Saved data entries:
::::::::::

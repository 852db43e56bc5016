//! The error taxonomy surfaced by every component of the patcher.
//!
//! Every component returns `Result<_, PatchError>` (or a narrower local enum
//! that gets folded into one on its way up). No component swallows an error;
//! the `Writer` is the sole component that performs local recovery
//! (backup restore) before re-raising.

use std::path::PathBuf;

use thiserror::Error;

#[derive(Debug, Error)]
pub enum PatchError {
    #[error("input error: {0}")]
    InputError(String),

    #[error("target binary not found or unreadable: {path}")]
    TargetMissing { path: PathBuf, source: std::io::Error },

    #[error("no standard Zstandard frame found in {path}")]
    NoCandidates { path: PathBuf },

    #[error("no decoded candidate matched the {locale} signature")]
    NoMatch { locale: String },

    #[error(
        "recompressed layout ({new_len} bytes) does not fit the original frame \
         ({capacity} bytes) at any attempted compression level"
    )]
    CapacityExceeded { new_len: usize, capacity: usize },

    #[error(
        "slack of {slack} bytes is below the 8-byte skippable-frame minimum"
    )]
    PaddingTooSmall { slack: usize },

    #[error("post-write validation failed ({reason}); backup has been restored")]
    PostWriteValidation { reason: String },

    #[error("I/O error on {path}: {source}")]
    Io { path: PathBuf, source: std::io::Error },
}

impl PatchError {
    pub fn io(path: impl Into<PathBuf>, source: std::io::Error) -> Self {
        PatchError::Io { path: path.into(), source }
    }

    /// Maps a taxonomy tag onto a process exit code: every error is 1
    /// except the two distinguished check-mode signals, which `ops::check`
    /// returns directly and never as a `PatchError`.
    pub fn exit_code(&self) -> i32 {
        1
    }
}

::::::::::

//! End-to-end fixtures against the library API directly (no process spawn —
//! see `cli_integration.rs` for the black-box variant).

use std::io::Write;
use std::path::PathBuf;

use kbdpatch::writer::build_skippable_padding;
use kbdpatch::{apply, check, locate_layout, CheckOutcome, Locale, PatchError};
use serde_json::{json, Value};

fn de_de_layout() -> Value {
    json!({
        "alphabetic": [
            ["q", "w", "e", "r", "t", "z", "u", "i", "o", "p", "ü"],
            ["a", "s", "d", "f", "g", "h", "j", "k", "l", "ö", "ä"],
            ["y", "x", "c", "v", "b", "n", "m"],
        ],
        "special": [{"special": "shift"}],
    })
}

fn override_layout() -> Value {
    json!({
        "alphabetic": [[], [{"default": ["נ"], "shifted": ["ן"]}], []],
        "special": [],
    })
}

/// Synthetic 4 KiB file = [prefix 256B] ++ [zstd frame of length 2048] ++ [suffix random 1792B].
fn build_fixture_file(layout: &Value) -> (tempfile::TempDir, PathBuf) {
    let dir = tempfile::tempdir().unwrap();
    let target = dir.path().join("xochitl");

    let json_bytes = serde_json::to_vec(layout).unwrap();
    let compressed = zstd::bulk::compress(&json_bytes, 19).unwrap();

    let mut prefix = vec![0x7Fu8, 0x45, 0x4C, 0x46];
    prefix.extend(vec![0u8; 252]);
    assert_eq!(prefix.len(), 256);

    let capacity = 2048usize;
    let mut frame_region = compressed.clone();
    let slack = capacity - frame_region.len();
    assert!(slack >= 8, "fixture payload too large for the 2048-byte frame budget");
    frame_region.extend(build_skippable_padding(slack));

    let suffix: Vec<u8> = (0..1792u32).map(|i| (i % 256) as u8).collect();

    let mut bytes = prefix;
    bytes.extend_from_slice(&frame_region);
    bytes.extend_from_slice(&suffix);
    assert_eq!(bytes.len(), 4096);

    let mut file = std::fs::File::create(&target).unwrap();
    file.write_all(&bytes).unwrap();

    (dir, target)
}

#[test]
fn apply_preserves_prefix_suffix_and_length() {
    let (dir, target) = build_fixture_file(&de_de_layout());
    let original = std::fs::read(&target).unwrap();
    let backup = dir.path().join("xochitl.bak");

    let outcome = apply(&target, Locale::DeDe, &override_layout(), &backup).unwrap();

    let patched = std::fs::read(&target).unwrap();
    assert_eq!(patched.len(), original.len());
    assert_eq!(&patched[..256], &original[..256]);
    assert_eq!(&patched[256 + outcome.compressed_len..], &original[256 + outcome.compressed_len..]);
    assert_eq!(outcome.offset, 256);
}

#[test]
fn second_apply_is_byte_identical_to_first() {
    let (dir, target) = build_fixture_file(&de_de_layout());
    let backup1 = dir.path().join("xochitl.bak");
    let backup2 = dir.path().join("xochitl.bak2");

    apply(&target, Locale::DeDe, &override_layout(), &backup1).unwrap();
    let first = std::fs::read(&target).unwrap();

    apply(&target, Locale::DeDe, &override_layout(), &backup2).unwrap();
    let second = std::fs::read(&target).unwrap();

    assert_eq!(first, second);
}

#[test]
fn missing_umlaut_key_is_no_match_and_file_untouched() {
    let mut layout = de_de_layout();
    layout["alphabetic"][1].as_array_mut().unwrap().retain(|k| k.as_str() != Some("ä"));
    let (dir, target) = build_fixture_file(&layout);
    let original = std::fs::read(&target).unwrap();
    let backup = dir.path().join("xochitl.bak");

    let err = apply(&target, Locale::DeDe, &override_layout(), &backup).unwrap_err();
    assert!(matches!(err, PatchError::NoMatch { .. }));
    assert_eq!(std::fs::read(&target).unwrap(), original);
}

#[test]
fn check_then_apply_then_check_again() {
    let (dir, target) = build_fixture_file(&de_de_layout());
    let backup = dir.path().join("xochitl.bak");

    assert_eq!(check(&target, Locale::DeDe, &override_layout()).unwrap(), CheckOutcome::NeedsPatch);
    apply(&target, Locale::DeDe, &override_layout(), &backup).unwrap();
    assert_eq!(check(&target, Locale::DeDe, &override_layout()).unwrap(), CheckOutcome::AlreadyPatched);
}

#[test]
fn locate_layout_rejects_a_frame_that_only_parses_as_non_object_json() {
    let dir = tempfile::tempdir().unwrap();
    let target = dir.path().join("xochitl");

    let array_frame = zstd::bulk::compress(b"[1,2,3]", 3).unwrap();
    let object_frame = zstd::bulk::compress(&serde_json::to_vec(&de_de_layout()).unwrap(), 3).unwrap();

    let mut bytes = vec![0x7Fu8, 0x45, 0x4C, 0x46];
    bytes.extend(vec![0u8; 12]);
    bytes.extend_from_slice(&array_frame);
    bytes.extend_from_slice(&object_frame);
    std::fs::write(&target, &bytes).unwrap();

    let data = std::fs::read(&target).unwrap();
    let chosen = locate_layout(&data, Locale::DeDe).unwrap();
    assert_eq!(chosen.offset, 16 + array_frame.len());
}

::::::::::

Look above for the line holding "repository 852db43e56bc5016" and the line holding "standard Zstandard frame". Retype both, and every line between them, word for word and nothing else.

**COMPLETED TASK:**
repository 852db43e56bc5016
//! The error taxonomy surfaced by every component of the patcher.
//!
//! Every component returns `Result<_, PatchError>` (or a narrower local enum
//! that gets folded into one on its way up). No component swallows an error;
//! the `Writer` is the sole component that performs local recovery
//! (backup restore) before re-raising.

use std::path::PathBuf;

use thiserror::Error;

#[derive(Debug, Error)]
pub enum PatchError {
    #[error("input error: {0}")]
    InputError(String),

    #[error("target binary not found or unreadable: {path}")]
    TargetMissing { path: PathBuf, source: std::io::Error },

    #[error("no standard Zstandard frame found in {path}")]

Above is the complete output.